21. Padang Padang adalah kawasan tempat bertapak orang yang dikhaskan memelihara hewan. Namun padang perburuan adalah kawasan yang dikhaskan orang berburu untuk hewan yang dijaga dan dipelihara dari perkembangbiakannya. Ada beberapa jenis padang dalam alam Melayu, yakni padang perburuan dan padang ternak. a) Padang perburuan adalah kawasan salah satu tapak mata pencaharian orang Melayu, yang melahirkan banyak teks-teks sastra dalam alam Melayu. Terutama teks yang berhubungan dengan teks mengusir penunggu atau hantu tanah). Padang perburuan lazimnya meskipun pemaknaannya perburuan cenderung negatif, namun bagi masyarakat Melayu padang perburuan adalah sebuah kawasan yang memiliki cukup banyak kesediaan makanan berupa dedaunan dan air. Artinya, hewan yang diperoleh dari hasil perburuan seperti kancil, pelanduk, rusa, kijang, napuh, dan sejenisnya tetap diburu sesuai dengan keperluan rumah tangga di kampung tersebut dan diyakini hewan yang tersedia akan tetap berkembang. Kawasan ini berbatasan dengan hutan, rimba kepungan sialang, dan rimba larangan. Di beberapa tempat di Riau seperti di Rokan Hilir ada kawasan yang bernama Padang Pendapatan. Saat ini Padang Pendapatan merupakan nama tempat di wilayah Kecamatan Pujud. Kawasan ini terletak di pinggir Sungai Rokan. Di Padang Pendapatan ada ritual-ritual pembujukan Datuk Penjarang terhadap Putri Hijau di dalam perahu Landak Menari. b) Padang ternak. Sebuah kampung juga memiliki kawasan yang dikhususkan untuk beternak hewan, seperti kerbau, sapi atau lembu dan kambing. Orang-orang Melayu yang memiliki tanda sausa atau pusaran rambut keberuntungan memelihara hewan mereka biasanya berumah di kawasan padang ternak. Di Tiga Lorong ada nama suatu tempat yang awalnya tempat untuk memelihara hewan ternak. Jika Pulau Padang yang berlokasi di Baturijal hilir.
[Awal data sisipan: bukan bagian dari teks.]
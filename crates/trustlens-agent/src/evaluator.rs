//! Consistency evaluation of analysis results
//!
//! A cheap self-check: low scores should come with several flags, high scores
//! with few, and every result should carry claims and a summary. Each
//! evaluation is appended to an in-memory history.

use chrono::{SecondsFormat, Utc};
use serde::{Deserialize, Serialize};
use std::sync::Mutex;
use trustlens_domain::AnalysisResult;

/// Weight of the score/flag agreement check
const AGREEMENT_WEIGHT: f64 = 0.5;
/// Weight of the claims-present check
const CLAIMS_WEIGHT: f64 = 0.3;
/// Weight of the summary-present check
const SUMMARY_WEIGHT: f64 = 0.2;

/// Quality metrics of one result
#[derive(Debug, Clone, Copy, PartialEq, Serialize, Deserialize)]
pub struct QualityMetrics {
    /// Number of claims
    pub claim_count: usize,
    /// Number of flags
    pub flag_count: usize,
    /// Whether the result explains itself
    pub has_reasoning: bool,
    /// Consistency score of the result
    pub score_consistency: f64,
}

/// Outcome of evaluating one result
#[derive(Debug, Clone, PartialEq, Serialize, Deserialize)]
pub struct Evaluation {
    /// RFC 3339 evaluation time
    pub timestamp: String,
    /// Trust score of the evaluated result
    pub trust_score: u8,
    /// Consistency score in [0, 1]
    pub consistency_score: f64,
    /// Detailed metrics
    pub quality_metrics: QualityMetrics,
}

/// Scores results for internal consistency and keeps a history
#[derive(Debug, Default)]
pub struct Evaluator {
    history: Mutex<Vec<Evaluation>>,
}

impl Evaluator {
    /// Create an evaluator with an empty history
    pub fn new() -> Self {
        Self::default()
    }

    /// Evaluate a result and append the evaluation to the history
    pub fn evaluate_analysis(&self, result: &AnalysisResult) -> Evaluation {
        let evaluation = evaluate(result);

        // A poisoned lock still holds a valid Vec; keep appending to it
        let mut history = self
            .history
            .lock()
            .unwrap_or_else(|poisoned| poisoned.into_inner());
        history.push(evaluation.clone());

        evaluation
    }

    /// Snapshot of every evaluation so far, oldest first
    pub fn history(&self) -> Vec<Evaluation> {
        self.history
            .lock()
            .map(|h| h.clone())
            .unwrap_or_else(|poisoned| poisoned.into_inner().clone())
    }

    /// Number of evaluations so far
    pub fn len(&self) -> usize {
        self.history
            .lock()
            .unwrap_or_else(|poisoned| poisoned.into_inner())
            .len()
    }

    /// Whether no evaluation has been recorded
    pub fn is_empty(&self) -> bool {
        self.len() == 0
    }

    /// Mean consistency score over the history, `None` when empty
    pub fn mean_consistency(&self) -> Option<f64> {
        let history = self.history();
        if history.is_empty() {
            return None;
        }
        let total: f64 = history.iter().map(|e| e.consistency_score).sum();
        Some(total / history.len() as f64)
    }
}

/// Evaluate a result without recording it
pub fn evaluate(result: &AnalysisResult) -> Evaluation {
    let claim_count = result.claims.len();
    let flag_count = result.flags.len();
    let trust_score = result.trust_score;
    let has_summary = !result.reasoning.summary.is_empty();

    let mut consistency_score = 0.0;

    if trust_score < 40 && flag_count >= 2 {
        consistency_score += AGREEMENT_WEIGHT;
    } else if trust_score > 70 && flag_count <= 1 {
        consistency_score += AGREEMENT_WEIGHT;
    }
    if claim_count > 0 {
        consistency_score += CLAIMS_WEIGHT;
    }
    if has_summary {
        consistency_score += SUMMARY_WEIGHT;
    }

    Evaluation {
        timestamp: Utc::now().to_rfc3339_opts(SecondsFormat::Millis, true),
        trust_score,
        consistency_score,
        quality_metrics: QualityMetrics {
            claim_count,
            flag_count,
            has_reasoning: has_summary || !result.reasoning.steps.is_empty(),
            score_consistency: consistency_score,
        },
    }
}
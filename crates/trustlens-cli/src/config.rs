//! Configuration management for the CLI.

use crate::error::{CliError, Result};
use serde::{Deserialize, Serialize};
use std::fs;
use std::path::{Path, PathBuf};
use trustlens_analyzer::AnalyzerConfig;

/// CLI configuration.
#[derive(Debug, Clone, Default, Serialize, Deserialize)]
pub struct Config {
    /// Global settings
    #[serde(default)]
    pub settings: Settings,

    /// Analyzer overrides; defaults apply when absent
    #[serde(default, skip_serializing_if = "Option::is_none")]
    pub analyzer: Option<AnalyzerConfig>,
}

/// Global CLI settings.
#[derive(Debug, Clone, Serialize, Deserialize)]
pub struct Settings {
    /// Enable colored output
    #[serde(default = "default_true")]
    pub color: bool,

    /// Default output format
    #[serde(default = "default_format")]
    pub format: OutputFormat,
}

/// Output format.
#[derive(Debug, Clone, Copy, PartialEq, Eq, Serialize, Deserialize)]
#[serde(rename_all = "lowercase")]
pub enum OutputFormat {
    /// Table format
    Table,
    /// JSON format
    Json,
    /// Quiet (score only) format
    Quiet,
}

impl Config {
    /// Get the default configuration file path.
    pub fn path() -> Result<PathBuf> {
        let home = dirs::home_dir()
            .ok_or_else(|| CliError::Config("Could not find home directory".into()))?;
        Ok(home.join(".trustlens").join("config.toml"))
    }

    /// Load configuration from the default path, or defaults if it does not exist.
    pub fn load() -> Result<Self> {
        Self::load_from(&Self::path()?)
    }

    /// Load configuration from a file, or defaults if it does not exist.
    pub fn load_from(path: &Path) -> Result<Self> {
        if !path.exists() {
            return Ok(Self::default());
        }

        let contents = fs::read_to_string(path)?;
        let config: Config = toml::from_str(&contents)?;
        if let Some(analyzer) = &config.analyzer {
            analyzer
                .validate()
                .map_err(|e| CliError::Config(e.to_string()))?;
        }
        Ok(config)
    }

    /// Save configuration to a file.
    pub fn save_to(&self, path: &Path) -> Result<()> {
        if let Some(parent) = path.parent() {
            fs::create_dir_all(parent)?;
        }

        let contents = toml::to_string_pretty(self)
            .map_err(|e| CliError::Config(format!("Failed to serialize config: {}", e)))?;
        fs::write(path, contents)?;
        Ok(())
    }

    /// Analyzer configuration in effect.
    pub fn analyzer_config(&self) -> AnalyzerConfig {
        self.analyzer.clone().unwrap_or_default()
    }
}

impl Default for Settings {
    fn default() -> Self {
        Self {
            color: true,
            format: OutputFormat::Table,
        }
    }
}

fn default_true() -> bool {
    true
}

fn default_format() -> OutputFormat {
    OutputFormat::Table
}

#[cfg(test)]
mod tests {
    use super::*;
    use tempfile::TempDir;

    #[test]
    fn test_default_config() {
        let config = Config::default();
        assert!(config.settings.color);
        assert_eq!(config.settings.format, OutputFormat::Table);
        assert_eq!(config.analyzer_config(), AnalyzerConfig::default());
    }

    #[test]
    fn test_missing_file_gives_defaults() {
        let dir = TempDir::new().unwrap();
        let config = Config::load_from(&dir.path().join("absent.toml")).unwrap();
        assert!(config.analyzer.is_none());
    }

    #[test]
    fn test_load_partial_file() {
        let dir = TempDir::new().unwrap();
        let path = dir.path().join("config.toml");
        fs::write(
            &path,
            "[settings]\nformat = \"json\"\n\n[analyzer]\nmax_claims = 5\n",
        )
        .unwrap();

        let config = Config::load_from(&path).unwrap();
        assert!(config.settings.color);
        assert_eq!(config.settings.format, OutputFormat::Json);
        assert_eq!(config.analyzer_config().max_claims, 5);
        assert_eq!(config.analyzer_config().claim_text_limit, 200);
    }

    #[test]
    fn test_invalid_analyzer_section_rejected() {
        let dir = TempDir::new().unwrap();
        let path = dir.path().join("config.toml");
        fs::write(&path, "[analyzer]\nmax_claims = 0\n").unwrap();

        assert!(matches!(Config::load_from(&path), Err(CliError::Config(_))));
    }

    #[test]
    fn test_malformed_file_rejected() {
        let dir = TempDir::new().unwrap();
        let path = dir.path().join("config.toml");
        fs::write(&path, "[settings\ncolor = ").unwrap();

        assert!(matches!(Config::load_from(&path), Err(CliError::Toml(_))));
    }

    #[test]
    fn test_save_and_reload() {
        let dir = TempDir::new().unwrap();
        let path = dir.path().join("nested").join("config.toml");

        let mut config = Config::default();
        config.settings.color = false;
        config.save_to(&path).unwrap();

        let loaded = Config::load_from(&path).unwrap();
        assert!(!loaded.settings.color);
        assert!(loaded.analyzer.is_none());
    }
}
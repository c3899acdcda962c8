//! Result assembly: runs every stage and builds the final record

use crate::claims::extract_claims;
use crate::config::AnalyzerConfig;
use crate::error::AnalyzerError;
use crate::flags::{generate_flags, NO_CONTENT};
use crate::lexicon::{contains_any, NEWS_CONTENT_MARKERS, SOCIAL_CONTENT_MARKERS};
use crate::reasoning::generate_reasoning;
use crate::scoring::compute_trust_score;
use crate::signals::compute_signals;
use tracing::{debug, info};
use trustlens_domain::{
    confidence_label, AgentInfo, AnalysisId, AnalysisInput, AnalysisResult, Claim, ClaimStatus,
    ContentMetadata, ContentType, Reasoning,
};

/// Model name reported in `agent_info`
pub const MODEL_NAME: &str = "heuristic-analyzer-v1";
/// Model version reported in `agent_info`
pub const MODEL_VERSION: &str = "2.0.0";
/// Operating mode reported in `agent_info`
pub const MODEL_MODE: &str = "production";
/// Approach reported in `agent_info`
pub const MODEL_APPROACH: &str = "rule-based deterministic analysis";

/// URL echoed when none was supplied
pub const NO_URL: &str = "N/A";

/// Nominal duration reported for a completed analysis
const ANALYSIS_TIME_SECS: f64 = 0.5;

/// Score reported when there is nothing to analyze
const EMPTY_TRUST_SCORE: u8 = 50;

/// Runs the analysis pipeline
///
/// Holds only immutable configuration, so one Analyzer can be shared freely
/// across threads.
#[derive(Debug, Clone, Default)]
pub struct Analyzer {
    config: AnalyzerConfig,
}

impl Analyzer {
    /// Create a new Analyzer with the given configuration
    pub fn new(config: AnalyzerConfig) -> Result<Self, AnalyzerError> {
        config.validate()?;
        Ok(Self { config })
    }

    /// Create an Analyzer with default configuration
    pub fn default_config() -> Self {
        Self::default()
    }

    /// The active configuration
    pub fn config(&self) -> &AnalyzerConfig {
        &self.config
    }

    /// Analyze one piece of content
    ///
    /// Empty content short-circuits to [`empty_analysis`].
    pub fn analyze(&self, input: &AnalysisInput) -> AnalysisResult {
        let content = input.content.as_str();
        let url = input.url_str();

        if content.is_empty() {
            debug!("No content supplied, returning empty analysis");
            return empty_analysis();
        }

        let claims = extract_claims(content, &self.config);
        let signals = compute_signals(content, url, input.title_str());
        let trust_score = compute_trust_score(&signals);
        let flags = generate_flags(&signals, content);
        let reasoning = generate_reasoning(&signals, trust_score, claims.len());
        let content_type = self.classify_content_type(url, content);

        info!(
            trust_score,
            label = confidence_label(trust_score),
            claims = claims.len(),
            flags = flags.len(),
            %content_type,
            "Analysis complete"
        );

        let id = AnalysisId::new();
        let metadata = ContentMetadata {
            content_length: signals.content_length,
            claim_count: claims.len(),
            flag_count: flags.len(),
            analysis_time: ANALYSIS_TIME_SECS,
        };

        AnalysisResult {
            id,
            timestamp: id.timestamp_rfc3339(),
            url: if url.is_empty() { NO_URL.to_string() } else { url.to_string() },
            content_type,
            trust_score,
            confidence_label: confidence_label(trust_score).to_string(),
            claims,
            flags,
            reasoning,
            agent_info: agent_info(),
            metadata,
            agent_summary: None,
            agent_decision: None,
        }
    }

    /// Classify content by URL markers first, then by research wording near
    /// the start of the content
    pub fn classify_content_type(&self, url: &str, content: &str) -> ContentType {
        let url_lower = url.to_lowercase();

        if contains_any(&url_lower, SOCIAL_CONTENT_MARKERS) {
            return ContentType::SocialMedia;
        }
        if contains_any(&url_lower, NEWS_CONTENT_MARKERS) {
            return ContentType::NewsArticle;
        }

        let prefix: String = content
            .to_lowercase()
            .chars()
            .take(self.config.content_type_prefix_chars)
            .collect();
        if url_lower.contains(".edu") || url_lower.contains(".gov") || prefix.contains("research") {
            return ContentType::Research;
        }

        ContentType::General
    }
}

/// Analyze content with the default configuration
///
/// # Examples
///
/// ```
/// use trustlens_analyzer::analyze_content;
/// use trustlens_domain::AnalysisInput;
///
/// let result = analyze_content(&AnalysisInput::new("").with_url("https://example.com"));
/// assert_eq!(result.trust_score, 50);
/// assert_eq!(result.confidence_label, "No Analysis");
/// ```
pub fn analyze_content(input: &AnalysisInput) -> AnalysisResult {
    Analyzer::default().analyze(input)
}

/// Analyzer description attached to every completed analysis
pub fn agent_info() -> AgentInfo {
    AgentInfo {
        model: MODEL_NAME.to_string(),
        version: MODEL_VERSION.to_string(),
        mode: MODEL_MODE.to_string(),
        approach: Some(MODEL_APPROACH.to_string()),
        capabilities: Vec::new(),
        privacy: None,
    }
}

/// Fixed record returned when no content was supplied
pub fn empty_analysis() -> AnalysisResult {
    let id = AnalysisId::new();

    AnalysisResult {
        id,
        timestamp: id.timestamp_rfc3339(),
        url: NO_URL.to_string(),
        content_type: ContentType::Unknown,
        trust_score: EMPTY_TRUST_SCORE,
        confidence_label: "No Analysis".to_string(),
        claims: vec![Claim::new(
            1,
            "No content provided for analysis",
            ClaimStatus::Unverified,
            0,
            Vec::new(),
            "Empty content cannot be analyzed",
        )],
        flags: vec![NO_CONTENT.to_flag()],
        reasoning: Reasoning {
            steps: Vec::new(),
            summary: "No content was provided for analysis.".to_string(),
            methodology: NO_URL.to_string(),
        },
        agent_info: AgentInfo {
            approach: None,
            ..agent_info()
        },
        metadata: ContentMetadata {
            content_length: 0,
            claim_count: 0,
            flag_count: 1,
            analysis_time: 0.0,
        },
        agent_summary: None,
        agent_decision: None,
    }
}

#[cfg(test)]
mod tests {
    use super::*;

    #[test]
    fn test_new_rejects_invalid_config() {
        let config = AnalyzerConfig {
            max_claims: 0,
            ..AnalyzerConfig::default()
        };
        assert!(Analyzer::new(config).is_err());
    }

    #[test]
    fn test_classify_content_type() {
        let analyzer = Analyzer::default_config();
        assert_eq!(
            analyzer.classify_content_type("https://reddit.com/r/x", "research"),
            ContentType::SocialMedia
        );
        assert_eq!(
            analyzer.classify_content_type("https://cnn.com/a", ""),
            ContentType::NewsArticle
        );
        assert_eq!(
            analyzer.classify_content_type("https://mit.edu/a", ""),
            ContentType::Research
        );
        assert_eq!(
            analyzer.classify_content_type("", "New Research on sleep"),
            ContentType::Research
        );
        assert_eq!(analyzer.classify_content_type("", "hello"), ContentType::General);
    }

    #[test]
    fn test_research_wording_only_counts_near_start() {
        let analyzer = Analyzer::default_config();
        let content = format!("{} research", "a".repeat(600));
        assert_eq!(analyzer.classify_content_type("", &content), ContentType::General);
    }

    #[test]
    fn test_url_echo() {
        let analyzer = Analyzer::default_config();
        let result = analyzer.analyze(&AnalysisInput::new("Some words here."));
        assert_eq!(result.url, "N/A");

        let result =
            analyzer.analyze(&AnalysisInput::new("Some words here.").with_url("https://a.org"));
        assert_eq!(result.url, "https://a.org");
    }

    #[test]
    fn test_empty_analysis_record() {
        let result = empty_analysis();
        assert_eq!(result.trust_score, 50);
        assert_eq!(result.confidence_label, "No Analysis");
        assert_eq!(result.content_type, ContentType::Unknown);
        assert_eq!(result.claims.len(), 1);
        assert_eq!(result.claims[0].confidence, 0);
        assert_eq!(result.flags.len(), 1);
        assert!(result.flags[0].is_warning());
        assert_eq!(result.flags[0].category, "No Content");
        assert!(result.reasoning.steps.is_empty());
        assert_eq!(result.metadata.claim_count, 0);
        assert_eq!(result.metadata.flag_count, 1);
        assert!(result.agent_info.approach.is_none());
    }
}
//! TrustLens Analyzer
//!
//! Deterministic, rule-based credibility analysis of text content.
//!
//! # Overview
//!
//! The Analyzer assigns a heuristic trust score to a piece of content,
//! extracts candidate factual claims, flags suspicious patterns and explains
//! its conclusion. There is no learned model and no network access: the same
//! input always yields the same score, claims, flags and summary.
//!
//! # Architecture
//!
//! ```text
//!            ┌─> Signals ─┬─> Trust Score ─┐
//! Input ─────┤            ├─> Flags ───────┼─> Reasoning ─> AnalysisResult
//!            └─> Claims ──┴────────────────┘
//! ```
//!
//! # Example Usage
//!
//! ```
//! use trustlens_analyzer::{Analyzer, AnalyzerConfig};
//! use trustlens_domain::AnalysisInput;
//!
//! let analyzer = Analyzer::new(AnalyzerConfig::default()).unwrap();
//! let input = AnalysisInput::new("SHOCKING!!! You won't believe this!!!")
//!     .with_url("https://facebook.com/x");
//!
//! let result = analyzer.analyze(&input);
//! assert!(result.trust_score < 40);
//! assert!(!result.claims.is_empty());
//! ```

#![warn(missing_docs)]

mod analyzer;
mod config;
mod error;

pub mod claims;
pub mod flags;
pub mod lexicon;
pub mod reasoning;
pub mod scoring;
pub mod signals;


pub use analyzer::{
    agent_info, analyze_content, empty_analysis, Analyzer, MODEL_APPROACH, MODEL_MODE,
    MODEL_NAME, MODEL_VERSION, NO_URL,
};
pub use claims::extract_claims;
pub use config::AnalyzerConfig;
pub use error::AnalyzerError;
pub use flags::generate_flags;
pub use reasoning::generate_reasoning;
pub use scoring::compute_trust_score;
pub use signals::{compute_signals, domain_reputation};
23. Tanjung Daratan yang menjorok ke laut atau daratan yang dikelilingi laut pada ketiga sisinya. Tanjung yang luas disebut semenanjung, misalnya Semenanjung Malaysia. Di sungai, tanjung merupakan lawan dari dari teluk dan keduanya dapat ditemukan pada suatu garis pantai yang sama; Tanjung. Tumbuhan yang kerap selalu ada di Tanjung ini adalah pohon Tanjung (Mimusops elengi) yang kerap dijadikan bahan ritual atau upacara. Pohon Tanjung memiliki bunga berbau harum, berwarna putih kekuning-kuningan. Selain itu, digunakan untuk pengantin perempuan atau campuran bunga rampai. Biasanya digunakan untuk hiasan sanggul.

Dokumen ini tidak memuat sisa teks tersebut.